Dr. Bernard Schlager, PSR’s Associate Professor of Historical and Cultural Studies and Executive Director of the Center for LGBTQ and Gender Studies in Religion (CLGS) along with David Kundtz, psychotherapist and writer who holds a doctoral degree in pastoral psychology from the Graduate Theological Union, have updated and revised their book Ministry Among God’s Queer Folk: LGBTQ Pastoral Care, originally written in 2007.
This practical pastoral care handbook, written by two self-described queer people of faith, covers the basic skills that religious caregivers and ministry students need in order to be effective, enlightened, and supportive pastoral care providers to LGBTQ persons in congregational and other community settings. Authors Schlager and Kundtz distinguish pastoral care from pastoral counseling: while the latter is reserved for those with special training in the practice of therapy, the former can be developed by ministers and lay people with sufficient education and practice.

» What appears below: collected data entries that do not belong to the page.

//! In-memory implementations of the collaborator traits.
//!
//! Used by the console harness and the tests. Locks are held only for the
//! duration of a single operation and never across an await point.

use crate::config::Sentinels;
use crate::error::{DirectoryError, NotifyError, StoreError};
use crate::message::{Message, NewMessage};
use crate::notify::{Inbox, RealtimeNotifier};
use crate::participant::{Participant, ParticipantDirectory};
use crate::store::{MessageStore, RoleScope};
use async_trait::async_trait;
use chrono::{DateTime, TimeDelta, Utc};
use std::collections::{HashMap, HashSet};
use std::sync::{Mutex, PoisonError, RwLock};
use support_relay_core::{MessageId, ParticipantId};
use tokio::sync::mpsc;

/// Directory backed by a map.
#[derive(Debug, Default)]
pub struct InMemoryDirectory {
    participants: RwLock<HashMap<ParticipantId, Participant>>,
}

impl InMemoryDirectory {
    /// Creates an empty directory.
    #[must_use]
    pub fn new() -> Self {
        Self::default()
    }

    /// Creates a directory holding the given participants.
    #[must_use]
    pub fn with_participants(participants: impl IntoIterator<Item = Participant>) -> Self {
        let directory = Self::new();
        for participant in participants {
            directory.insert(participant);
        }
        directory
    }

    /// Adds or replaces a participant.
    pub fn insert(&self, participant: Participant) {
        self.participants
            .write()
            .unwrap_or_else(PoisonError::into_inner)
            .insert(participant.id, participant);
    }

    /// Returns the number of participants.
    #[must_use]
    pub fn len(&self) -> usize {
        self.participants
            .read()
            .unwrap_or_else(PoisonError::into_inner)
            .len()
    }

    /// Returns true if the directory is empty.
    #[must_use]
    pub fn is_empty(&self) -> bool {
        self.len() == 0
    }
}

#[async_trait]
impl ParticipantDirectory for InMemoryDirectory {
    async fn resolve(&self, id: ParticipantId) -> Result<Participant, DirectoryError> {
        self.participants
            .read()
            .unwrap_or_else(PoisonError::into_inner)
            .get(&id)
            .cloned()
            .ok_or(DirectoryError::NotFound { id })
    }
}

#[derive(Debug, Default)]
struct StoreState {
    messages: Vec<Message>,
    next_id: i64,
    last_sent_at: Option<DateTime<Utc>>,
}

impl StoreState {
    /// Wall-clock time, nudged forward so timestamps never repeat.
    fn next_timestamp(&mut self) -> DateTime<Utc> {
        let now = Utc::now();
        let sent_at = match self.last_sent_at {
            Some(last) if now <= last => last + TimeDelta::microseconds(1),
            _ => now,
        };
        self.last_sent_at = Some(sent_at);
        sent_at
    }
}

/// Message store backed by a vector in append order.
#[derive(Debug)]
pub struct InMemoryMessageStore {
    sentinels: Sentinels,
    state: Mutex<StoreState>,
}

impl InMemoryMessageStore {
    /// Creates an empty store. The sentinels drive role-scoped queries.
    #[must_use]
    pub fn new(sentinels: Sentinels) -> Self {
        Self {
            sentinels,
            state: Mutex::new(StoreState::default()),
        }
    }

    /// Returns the number of stored messages.
    #[must_use]
    pub fn len(&self) -> usize {
        self.lock().messages.len()
    }

    /// Returns true if nothing has been stored.
    #[must_use]
    pub fn is_empty(&self) -> bool {
        self.len() == 0
    }

    fn lock(&self) -> std::sync::MutexGuard<'_, StoreState> {
        self.state.lock().unwrap_or_else(PoisonError::into_inner)
    }
}

#[async_trait]
impl MessageStore for InMemoryMessageStore {
    async fn append(&self, message: NewMessage) -> Result<Message, StoreError> {
        let mut state = self.lock();
        state.next_id += 1;
        let id = MessageId::new(state.next_id);
        let sent_at = state.next_timestamp();
        let stored = message.into_message(id, sent_at);
        state.messages.push(stored.clone());
        Ok(stored)
    }

    async fn query_by_participant_and_role(
        &self,
        participant: ParticipantId,
        scope: RoleScope,
    ) -> Result<Vec<Message>, StoreError> {
        Ok(self
            .lock()
            .messages
            .iter()
            .filter(|m| m.involves(participant))
            .filter(|m| scope.admits(&self.sentinels, m.counterpart_of(participant)))
            .cloned()
            .collect())
    }

    async fn distinct_customer_senders(&self) -> Result<Vec<ParticipantId>, StoreError> {
        let state = self.lock();
        let mut seen = HashSet::new();
        Ok(state
            .messages
            .iter()
            .map(|m| m.sender_id)
            .filter(|id| !self.sentinels.is_sentinel(*id))
            .filter(|id| seen.insert(*id))
            .collect())
    }

    async fn escalated_newest_first(&self) -> Result<Vec<Message>, StoreError> {
        Ok(self
            .lock()
            .messages
            .iter()
            .rev()
            .filter(|m| m.forwarded_to_human)
            .cloned()
            .collect())
    }

    async fn all_ordered_by_sent_at(&self) -> Result<Vec<Message>, StoreError> {
        Ok(self.lock().messages.clone())
    }
}

/// Notifier that fans pushes out to channel subscribers.
///
/// Each subscriber gets an unbounded receiver. Closed receivers are dropped
/// on the next push to their inbox.
#[derive(Debug, Default)]
pub struct InMemoryNotifier {
    subscribers: Mutex<HashMap<Inbox, Vec<mpsc::UnboundedSender<Message>>>>,
}

impl InMemoryNotifier {
    /// Creates a notifier with no subscribers.
    #[must_use]
    pub fn new() -> Self {
        Self::default()
    }

    /// Subscribes to an inbox.
    pub fn subscribe(&self, inbox: Inbox) -> mpsc::UnboundedReceiver<Message> {
        let (tx, rx) = mpsc::unbounded_channel();
        self.subscribers
            .lock()
            .unwrap_or_else(PoisonError::into_inner)
            .entry(inbox)
            .or_default()
            .push(tx);
        rx
    }

    /// Returns how many live subscribers an inbox has.
    #[must_use]
    pub fn subscriber_count(&self, inbox: Inbox) -> usize {
        self.subscribers
            .lock()
            .unwrap_or_else(PoisonError::into_inner)
            .get(&inbox)
            .map(|senders| senders.iter().filter(|tx| !tx.is_closed()).count())
            .unwrap_or(0)
    }

    fn publish(&self, inbox: Inbox, payload: &Message) {
        let mut subscribers = self
            .subscribers
            .lock()
            .unwrap_or_else(PoisonError::into_inner);
        if let Some(senders) = subscribers.get_mut(&inbox) {
            senders.retain(|tx| tx.send(payload.clone()).is_ok());
        }
    }
}

#[async_trait]
impl RealtimeNotifier for InMemoryNotifier {
    async fn push_to_inbox(
        &self,
        participant: ParticipantId,
        payload: &Message,
    ) -> Result<(), NotifyError> {
        self.publish(Inbox::Participant(participant), payload);
        Ok(())
    }

    async fn push_to_admin_inbox(&self, payload: &Message) -> Result<(), NotifyError> {
        self.publish(Inbox::Admin, payload);
        Ok(())
    }
}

“My contributions to this co-authored book – both the first and now the second editions – reflect my work of almost 20 years at PSR’s Center for LGBTQ and Gender Studies in Religion (CLGS),” said Schlager. “More specifically, what I have written in this practical handbook for pastoral care is based on my own ministry with the Center’s Bay Area Coalition of Welcoming Congregations and also comes from my work as Director of the CLGS OutFront Workshops, a two-year project that brought weekend trainings on LGBTQ pastoral care to congregations and college campuses across the country.”

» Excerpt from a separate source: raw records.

//! Realtime push contract.

use crate::error::NotifyError;
use crate::message::Message;
use async_trait::async_trait;
use serde::{Deserialize, Serialize};
use std::fmt;
use support_relay_core::ParticipantId;

/// A realtime destination.
#[derive(Debug, Clone, Copy, PartialEq, Eq, Hash, Serialize, Deserialize)]
#[serde(tag = "kind", content = "participant", rename_all = "snake_case")]
pub enum Inbox {
    /// A participant's personal message queue.
    Participant(ParticipantId),
    /// The shared admin escalation queue.
    Admin,
}

impl Inbox {
    /// Returns the queue name used by STOMP-style transports.
    #[must_use]
    pub fn destination(&self) -> String {
        match self {
            Self::Participant(id) => format!("/user/{id}/queue/messages"),
            Self::Admin => "/queue/admin".to_string(),
        }
    }
}

impl fmt::Display for Inbox {
    fn fmt(&self, f: &mut fmt::Formatter<'_>) -> fmt::Result {
        match self {
            Self::Participant(id) => write!(f, "inbox {id}"),
            Self::Admin => write!(f, "admin inbox"),
        }
    }
}

/// Pushes messages to connected participants.
///
/// Delivery is best-effort and at-most-once. An inbox with nobody
/// listening is not an error.
#[async_trait]
pub trait RealtimeNotifier: Send + Sync {
    /// Pushes a message to one participant's inbox.
    async fn push_to_inbox(
        &self,
        participant: ParticipantId,
        payload: &Message,
    ) -> Result<(), NotifyError>;

    /// Pushes a message to the admin escalation inbox.
    async fn push_to_admin_inbox(&self, payload: &Message) -> Result<(), NotifyError>;
}

#[cfg(test)]
mod tests {
    use super::*;

    #[test]
    fn destinations() {
        assert_eq!(
            Inbox::Participant(ParticipantId::new(5)).destination(),
            "/user/5/queue/messages"
        );
        assert_eq!(Inbox::Admin.destination(), "/queue/admin");
    }
}
//! Participants and the directory that resolves them.

use crate::error::DirectoryError;
use async_trait::async_trait;
use serde::{Deserialize, Serialize};
use support_relay_core::ParticipantId;

/// The part a participant plays in a conversation.
///
/// Derived from the configured sentinel ids, never stored.
#[derive(Debug, Clone, Copy, PartialEq, Eq, Hash, Serialize, Deserialize)]
#[serde(rename_all = "lowercase")]
pub enum ParticipantRole {
    /// A customer of the store.
    Customer,
    /// The automated assistant.
    Assistant,
    /// The human admin.
    Admin,
}

/// A participant as known to the directory.
#[derive(Debug, Clone, PartialEq, Eq, Serialize, Deserialize)]
#[serde(rename_all = "camelCase")]
pub struct Participant {
    /// Participant id.
    pub id: ParticipantId,
    /// Name shown in conversation pickers.
    pub display_name: String,
    /// Contact address, usually an email.
    pub contact: Option<String>,
}

impl Participant {
    /// Creates a participant without contact details.
    #[must_use]
    pub fn new(id: ParticipantId, display_name: impl Into<String>) -> Self {
        Self {
            id,
            display_name: display_name.into(),
            contact: None,
        }
    }

    /// Sets the contact address.
    #[must_use]
    pub fn with_contact(mut self, contact: impl Into<String>) -> Self {
        self.contact = Some(contact.into());
        self
    }
}

/// Resolves participant ids.
#[async_trait]
pub trait ParticipantDirectory: Send + Sync {
    /// Looks up a participant.
    ///
    /// # Errors
    ///
    /// Returns `NotFound` for unknown ids and `Unavailable` when the
    /// directory cannot be queried.
    async fn resolve(&self, id: ParticipantId) -> Result<Participant, DirectoryError>;

    /// Returns whether the participant exists.
    ///
    /// # Errors
    ///
    /// Returns `Unavailable` when the directory cannot be queried.
    async fn exists(&self, id: ParticipantId) -> Result<bool, DirectoryError> {
        match self.resolve(id).await {
            Ok(_) => Ok(true),
            Err(DirectoryError::NotFound { .. }) => Ok(false),
            Err(e) => Err(e),
        }
    }
}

This book requires of the reader no previous experience with LGBTQ communities and treats the following topics: the definition and functions of pastoral care; effective care in challenging times; coming out of the closet; creating communities of care; and caring for a wide variety of LGBTQ relationships. The authors provide case studies throughout the book to ground and illustrate their theology of pastoral care.
“In this book my co-author David Kundtz and I write from the conviction that there is still very much an urgent need for compassionate and reality-based pastoral care for the many LGBTQ people who strive to embrace their gender identity, their sexual orientation, and their commitment to a spiritual life in a faith community—all in equal measure,” said Schlager. “No longer content to hide in the shadows of church or synagogue life, we queer people of faith are standing up in increasing numbers and claiming our rightful place as children of God who are called to full membership in our communities of faith. This book is very much the product of what I have learned as a faculty member at PSR and as a staff member of CLGS. It has been a privilege for me to be a co-author of this revised and updated second edition!”